ABOUT THIS TASK: Copy out each line of the data that includes the string "flac".

[Collected data]
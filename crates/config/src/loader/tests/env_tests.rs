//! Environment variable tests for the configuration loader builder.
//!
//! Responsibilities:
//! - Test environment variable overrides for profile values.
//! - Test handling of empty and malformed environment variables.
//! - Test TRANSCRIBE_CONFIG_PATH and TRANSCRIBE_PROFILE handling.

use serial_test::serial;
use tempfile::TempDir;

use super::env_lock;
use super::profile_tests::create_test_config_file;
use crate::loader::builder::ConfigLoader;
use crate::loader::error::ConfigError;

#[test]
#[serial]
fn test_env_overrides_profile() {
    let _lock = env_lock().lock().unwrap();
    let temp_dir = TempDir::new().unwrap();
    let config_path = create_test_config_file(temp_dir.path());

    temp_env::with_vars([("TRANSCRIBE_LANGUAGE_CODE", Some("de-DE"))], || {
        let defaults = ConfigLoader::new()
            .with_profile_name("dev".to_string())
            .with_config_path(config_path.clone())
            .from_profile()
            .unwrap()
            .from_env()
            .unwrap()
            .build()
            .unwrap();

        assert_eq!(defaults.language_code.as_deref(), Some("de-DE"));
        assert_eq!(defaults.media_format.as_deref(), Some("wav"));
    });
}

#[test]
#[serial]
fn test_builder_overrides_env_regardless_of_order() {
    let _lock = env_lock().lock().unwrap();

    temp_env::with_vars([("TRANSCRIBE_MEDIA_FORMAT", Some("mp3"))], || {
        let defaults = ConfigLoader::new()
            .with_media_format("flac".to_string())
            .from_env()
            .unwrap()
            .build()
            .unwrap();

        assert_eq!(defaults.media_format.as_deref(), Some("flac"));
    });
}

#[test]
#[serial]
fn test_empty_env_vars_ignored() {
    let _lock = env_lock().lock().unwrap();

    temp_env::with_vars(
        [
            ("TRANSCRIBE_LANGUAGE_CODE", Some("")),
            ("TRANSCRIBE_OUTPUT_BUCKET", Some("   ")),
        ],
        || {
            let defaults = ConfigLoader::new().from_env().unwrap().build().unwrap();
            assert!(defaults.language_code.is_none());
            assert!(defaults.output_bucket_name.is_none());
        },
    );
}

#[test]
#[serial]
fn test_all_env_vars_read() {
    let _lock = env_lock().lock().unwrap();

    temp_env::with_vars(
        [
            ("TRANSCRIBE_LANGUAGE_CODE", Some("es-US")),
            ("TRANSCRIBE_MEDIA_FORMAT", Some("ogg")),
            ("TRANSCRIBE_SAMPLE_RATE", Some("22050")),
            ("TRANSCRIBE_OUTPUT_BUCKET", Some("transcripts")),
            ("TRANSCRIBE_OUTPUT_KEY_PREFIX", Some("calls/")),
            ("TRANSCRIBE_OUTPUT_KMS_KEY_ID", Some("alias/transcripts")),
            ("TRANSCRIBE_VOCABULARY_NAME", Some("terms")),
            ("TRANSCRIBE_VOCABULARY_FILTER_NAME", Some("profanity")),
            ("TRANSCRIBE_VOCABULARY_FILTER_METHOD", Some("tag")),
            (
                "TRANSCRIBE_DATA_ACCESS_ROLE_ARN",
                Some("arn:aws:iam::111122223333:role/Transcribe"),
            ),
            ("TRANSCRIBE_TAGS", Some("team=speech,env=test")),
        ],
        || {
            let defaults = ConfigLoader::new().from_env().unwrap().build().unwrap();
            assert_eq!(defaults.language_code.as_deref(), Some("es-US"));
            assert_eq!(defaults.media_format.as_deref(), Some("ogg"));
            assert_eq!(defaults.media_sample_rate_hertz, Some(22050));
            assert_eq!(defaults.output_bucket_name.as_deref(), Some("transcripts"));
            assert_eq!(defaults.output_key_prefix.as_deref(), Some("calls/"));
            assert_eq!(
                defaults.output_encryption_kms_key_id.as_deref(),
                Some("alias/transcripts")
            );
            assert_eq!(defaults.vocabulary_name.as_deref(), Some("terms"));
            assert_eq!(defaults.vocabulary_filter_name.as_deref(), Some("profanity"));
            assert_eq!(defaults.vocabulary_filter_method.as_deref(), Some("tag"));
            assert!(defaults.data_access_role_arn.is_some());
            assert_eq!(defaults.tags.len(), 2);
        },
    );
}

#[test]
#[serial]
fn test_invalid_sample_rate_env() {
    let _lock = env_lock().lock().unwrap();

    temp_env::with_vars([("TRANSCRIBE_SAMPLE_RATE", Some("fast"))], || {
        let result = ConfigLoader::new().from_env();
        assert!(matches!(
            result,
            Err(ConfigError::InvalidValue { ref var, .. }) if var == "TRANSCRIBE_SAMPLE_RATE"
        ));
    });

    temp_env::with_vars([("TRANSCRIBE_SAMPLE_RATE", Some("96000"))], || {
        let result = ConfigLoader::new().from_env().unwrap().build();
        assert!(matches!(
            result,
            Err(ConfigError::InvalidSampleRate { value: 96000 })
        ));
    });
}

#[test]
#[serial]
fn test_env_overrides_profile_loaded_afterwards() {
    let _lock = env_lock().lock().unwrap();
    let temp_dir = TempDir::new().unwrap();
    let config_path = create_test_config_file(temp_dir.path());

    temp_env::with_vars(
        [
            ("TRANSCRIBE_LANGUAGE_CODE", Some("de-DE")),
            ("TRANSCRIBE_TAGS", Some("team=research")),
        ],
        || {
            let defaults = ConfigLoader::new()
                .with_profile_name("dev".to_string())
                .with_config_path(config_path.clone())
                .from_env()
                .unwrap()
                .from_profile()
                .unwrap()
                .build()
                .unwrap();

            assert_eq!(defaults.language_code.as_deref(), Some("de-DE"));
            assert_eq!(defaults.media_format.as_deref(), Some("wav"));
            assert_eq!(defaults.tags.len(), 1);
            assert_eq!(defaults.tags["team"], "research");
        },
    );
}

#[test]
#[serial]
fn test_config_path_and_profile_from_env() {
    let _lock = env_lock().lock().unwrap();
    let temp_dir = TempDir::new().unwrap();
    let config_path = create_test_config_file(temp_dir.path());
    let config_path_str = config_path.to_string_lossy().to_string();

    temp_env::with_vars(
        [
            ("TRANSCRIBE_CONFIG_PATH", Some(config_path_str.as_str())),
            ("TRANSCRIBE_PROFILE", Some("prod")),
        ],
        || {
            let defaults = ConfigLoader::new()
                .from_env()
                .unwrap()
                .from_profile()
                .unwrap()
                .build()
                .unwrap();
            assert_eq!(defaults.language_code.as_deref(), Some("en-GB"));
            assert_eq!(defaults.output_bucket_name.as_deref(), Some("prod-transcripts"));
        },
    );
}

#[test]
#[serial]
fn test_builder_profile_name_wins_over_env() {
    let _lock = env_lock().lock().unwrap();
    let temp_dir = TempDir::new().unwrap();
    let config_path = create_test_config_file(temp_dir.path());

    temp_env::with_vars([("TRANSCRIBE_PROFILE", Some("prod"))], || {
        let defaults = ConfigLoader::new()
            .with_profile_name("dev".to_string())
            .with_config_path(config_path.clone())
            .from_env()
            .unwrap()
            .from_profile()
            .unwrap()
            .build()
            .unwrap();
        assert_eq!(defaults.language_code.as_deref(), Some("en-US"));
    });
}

* * *

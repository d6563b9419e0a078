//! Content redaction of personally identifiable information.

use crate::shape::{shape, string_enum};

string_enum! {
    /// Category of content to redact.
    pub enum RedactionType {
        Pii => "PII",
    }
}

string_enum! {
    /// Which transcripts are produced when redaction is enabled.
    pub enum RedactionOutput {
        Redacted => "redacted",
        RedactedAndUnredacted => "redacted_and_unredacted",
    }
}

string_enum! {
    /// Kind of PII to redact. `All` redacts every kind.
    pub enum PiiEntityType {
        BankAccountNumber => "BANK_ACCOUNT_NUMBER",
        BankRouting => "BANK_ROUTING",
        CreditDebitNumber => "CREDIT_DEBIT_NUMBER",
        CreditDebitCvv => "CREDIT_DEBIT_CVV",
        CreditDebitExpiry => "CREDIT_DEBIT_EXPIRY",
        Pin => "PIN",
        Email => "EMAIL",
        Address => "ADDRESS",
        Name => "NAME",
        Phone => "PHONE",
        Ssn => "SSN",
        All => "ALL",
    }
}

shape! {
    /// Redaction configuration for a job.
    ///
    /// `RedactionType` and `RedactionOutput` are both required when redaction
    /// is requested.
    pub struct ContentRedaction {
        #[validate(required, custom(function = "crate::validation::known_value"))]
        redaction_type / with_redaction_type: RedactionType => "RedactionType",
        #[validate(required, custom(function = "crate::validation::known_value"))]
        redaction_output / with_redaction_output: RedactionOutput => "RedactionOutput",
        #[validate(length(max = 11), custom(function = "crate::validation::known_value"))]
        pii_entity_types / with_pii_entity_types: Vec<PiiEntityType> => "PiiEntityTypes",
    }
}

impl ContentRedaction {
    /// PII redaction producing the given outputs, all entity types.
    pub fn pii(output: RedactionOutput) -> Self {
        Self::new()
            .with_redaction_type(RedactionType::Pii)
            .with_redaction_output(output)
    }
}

COMPLETED EXERCISE:
            .with_media_format("flac".to_string())
        assert_eq!(defaults.media_format.as_deref(), Some("flac"));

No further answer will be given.